Monday, September 10, 2007

Severe obesity

Is a chronic condition that is difficult to treat through diet and exercise alone. Gastrointestinal surgery is the best option for people who are severely obese and cannot lose weight by traditional means or who suffer from serious obesity-related health problems. The surgery promotes weight loss by restricting food intake and, in some operations, interrupting the digestive process. As in other treatments for obesity, the best results are achieved with healthy eating behaviors and regular physical activity.

People who may consider gastrointestinal surgery include those with a body mass index (BMI) above 40-about 100 pounds of overweight for men and 80 pounds for women . People with a BMI between 35 and 40 who suffer from type 2 diabetes or life-threatening cardiopulmonary problems such as severe sleep apnea or obesity-related heart disease may also be candidates for surgery.

The concept of gastrointestinal surgery to control obesity grew out of results of operations for cancer or severe ulcers that removed large portions of the stomach or small intestine. Because patients undergoing these procedures tended to lose weight after surgery, some physicians began to use such operations to treat severe obesity. The first operation that was widely used for severe obesity was the intestinal bypass. This operation, first used 40 years ago, produced weight loss by causing malabsorption. The idea was that patients could eat large amounts of food, which would be poorly digested or passed along too fast for the body to absorb many calories. The problem with this surgery was that it caused a loss of essential nutrients and its side effects were unpredictable and sometimes fatal. The original form of the intestinal bypass operation is no longer used.

Gastrointestinal surgery for obesity, also called bariatric surgery, alters the digestive process.

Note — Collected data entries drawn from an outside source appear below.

pub mod draft;
pub mod reset;
pub mod status;
pub mod utils;
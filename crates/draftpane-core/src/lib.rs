//! Domain layer for draftpane.
//!
//! Holds the models and collaborator contracts shared by the infrastructure
//! and application crates. Nothing here performs I/O.

pub mod config;
pub mod draft;
pub mod error;
pub mod pane;
pub mod storage;

pub use draft::{Citation, DraftRequest, DraftResponse, DraftingService, Executor};
pub use error::{DraftError, FailureKind, Result};
pub use pane::{ConversationKey, PanePhase, TaskPaneSnapshot};
pub use storage::KeyValueStore;
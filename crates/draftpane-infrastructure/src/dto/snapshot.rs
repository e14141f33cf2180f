//! Task pane snapshot DTOs.
//!
//! Stored layout, one entry per conversation:
//!
//! ```json
//! {"version":1,"snapshot":{"statusMessage":"done","pipelineResponse":{...},
//!  "optionalPrompt":"","isOptionalPromptVisible":false,"isSending":false,
//!  "activeRequestId":null,"activeRequestPrompt":null,"lastUpdatedUtc":"..."}}
//! ```
//!
//! There is no migration chain: an entry whose `version` differs from
//! [`SNAPSHOT_VERSION`], or whose `snapshot` does not decode, is discarded
//! wholesale.

use draftpane_core::draft::{Citation, DraftResponse};
use draftpane_core::pane::TaskPaneSnapshot;
use serde::{Deserialize, Serialize};
use serde_json::Value;

/// Current schema version of the persisted envelope.
pub const SNAPSHOT_VERSION: u32 = 1;

/// Citation DTO for V1.
#[derive(Debug, Clone, Serialize, Deserialize, PartialEq, Eq)]
pub struct CitationV1 {
    pub url: String,
    pub title: String,
}

/// Draft response DTO for V1.
#[derive(Debug, Clone, Serialize, Deserialize, PartialEq, Eq)]
pub struct DraftResponseV1 {
    pub reply: String,
    #[serde(default)]
    pub citations: Vec<CitationV1>,
}

/// Task pane snapshot V1.
///
/// All fields except `lastUpdatedUtc` are required; a partial object is
/// treated as malformed.
#[derive(Debug, Clone, Serialize, Deserialize, PartialEq, Eq)]
#[serde(rename_all = "camelCase")]
pub struct TaskPaneSnapshotV1 {
    pub status_message: String,
    pub pipeline_response: Option<DraftResponseV1>,
    pub optional_prompt: String,
    pub is_optional_prompt_visible: bool,
    pub is_sending: bool,
    pub active_request_id: Option<String>,
    pub active_request_prompt: Option<String>,
    #[serde(default, skip_serializing_if = "Option::is_none")]
    pub last_updated_utc: Option<String>,
}

/// Versioned envelope as written to storage.
#[derive(Debug, Clone, Serialize)]
pub struct PersistedSnapshot {
    pub version: u32,
    pub snapshot: TaskPaneSnapshotV1,
}

/// Loosely-typed envelope used for reading, so the version can be checked
/// before the payload is trusted.
#[derive(Debug, Deserialize)]
struct RawEnvelope {
    version: Value,
    snapshot: Value,
}

/// Why a stored value was rejected.
#[derive(Debug, Clone, PartialEq, Eq)]
pub enum SnapshotDecodeError {
    /// Not JSON, or not an object with `version` and `snapshot`.
    InvalidEnvelope(String),
    /// Envelope written by a different schema version.
    VersionMismatch { found: String },
    /// `snapshot` does not match the V1 shape.
    MalformedSnapshot(String),
}

impl std::fmt::Display for SnapshotDecodeError {
    fn fmt(&self, f: &mut std::fmt::Formatter<'_>) -> std::fmt::Result {
        match self {
            Self::InvalidEnvelope(e) => write!(f, "invalid envelope: {e}"),
            Self::VersionMismatch { found } => {
                write!(f, "version mismatch: expected {SNAPSHOT_VERSION}, found {found}")
            }
            Self::MalformedSnapshot(e) => write!(f, "malformed snapshot: {e}"),
        }
    }
}

impl std::error::Error for SnapshotDecodeError {}

// ============================================================================
// Domain model conversions
// ============================================================================

impl From<Citation> for CitationV1 {
    fn from(citation: Citation) -> Self {
        Self {
            url: citation.url,
            title: citation.title,
        }
    }
}

impl From<CitationV1> for Citation {
    fn from(dto: CitationV1) -> Self {
        Self {
            url: dto.url,
            title: dto.title,
        }
    }
}

impl From<DraftResponse> for DraftResponseV1 {
    fn from(response: DraftResponse) -> Self {
        Self {
            reply: response.reply,
            citations: response.citations.into_iter().map(Into::into).collect(),
        }
    }
}

impl From<DraftResponseV1> for DraftResponse {
    fn from(dto: DraftResponseV1) -> Self {
        Self {
            reply: dto.reply,
            citations: dto.citations.into_iter().map(Into::into).collect(),
        }
    }
}

impl From<TaskPaneSnapshot> for TaskPaneSnapshotV1 {
    fn from(snapshot: TaskPaneSnapshot) -> Self {
        Self {
            status_message: snapshot.status_message,
            pipeline_response: snapshot.pipeline_response.map(Into::into),
            optional_prompt: snapshot.optional_prompt,
            is_optional_prompt_visible: snapshot.is_optional_prompt_visible,
            is_sending: snapshot.is_sending,
            active_request_id: snapshot.active_request_id,
            active_request_prompt: snapshot.active_request_prompt,
            last_updated_utc: snapshot.last_updated_utc,
        }
    }
}

impl From<TaskPaneSnapshotV1> for TaskPaneSnapshot {
    fn from(dto: TaskPaneSnapshotV1) -> Self {
        Self {
            status_message: dto.status_message,
            pipeline_response: dto.pipeline_response.map(Into::into),
            optional_prompt: dto.optional_prompt,
            is_optional_prompt_visible: dto.is_optional_prompt_visible,
            is_sending: dto.is_sending,
            active_request_id: dto.active_request_id,
            active_request_prompt: dto.active_request_prompt,
            last_updated_utc: dto.last_updated_utc,
        }
    }
}

// ============================================================================
// Encoding
// ============================================================================

/// Serializes a snapshot into the versioned envelope.
pub fn encode_snapshot(snapshot: &TaskPaneSnapshot) -> serde_json::Result<String> {
    serde_json::to_string(&PersistedSnapshot {
        version: SNAPSHOT_VERSION,
        snapshot: snapshot.clone().into(),
    })
}

/// Parses a stored value. Never partially trusts a mismatched envelope.
pub fn decode_snapshot(raw: &str) -> Result<TaskPaneSnapshot, SnapshotDecodeError> {
    let envelope: RawEnvelope = serde_json::from_str(raw)
        .map_err(|e| SnapshotDecodeError::InvalidEnvelope(e.to_string()))?;

    if envelope.version.as_u64() != Some(u64::from(SNAPSHOT_VERSION)) {
        return Err(SnapshotDecodeError::VersionMismatch {
            found: envelope.version.to_string(),
        });
    }

    let dto: TaskPaneSnapshotV1 = serde_json::from_value(envelope.snapshot)
        .map_err(|e| SnapshotDecodeError::MalformedSnapshot(e.to_string()))?;

    Ok(dto.into())
}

The operations promote weight loss by closing off parts of the stomach to make it smaller. Operations that only reduce stomach size are known as "restrictive operations" because they restrict the amount of food the stomach can hold.

Some operations combine stomach restriction with a partial bypass of the small intestine. These procedures create a direct connection from the stomach to the lower segment of the small intestine, literally bypassing portions of the digestive tract that absorb calories and nutrients. These are known as malabsorptive operations.

What is Obesity


Five- to ten-million people in the United States are morbidly obese-defined as100 pounds or more overweight or having a Body Mass Index (BMI) of 40 or greater. Ninety-five percent of morbidly obese people who lose weight through traditional medically managed programs ultimately regain it.

People who are obese have higher rates of medical problems. If a person suffers from mild obesity then diet and exercise are usually the proper treatment. Once a person reaches the level of morbid obesity, the weight causes quicker and more extensive damage to the body. These factors translate into a greater need for weight loss, supporting the rationale for more extreme measures such as surgery to control weight.

The medical complications of obesity may occur in moderately obese people, but the frequency of these associated problems (such as heart disease, high blood pressure, diabetes, premature death, etc.) increases dramatically as weight increases. For example, very obese men between the ages of 25-35 have a 12 fold greater risk of dying prematurely compared to their normal weight counterparts.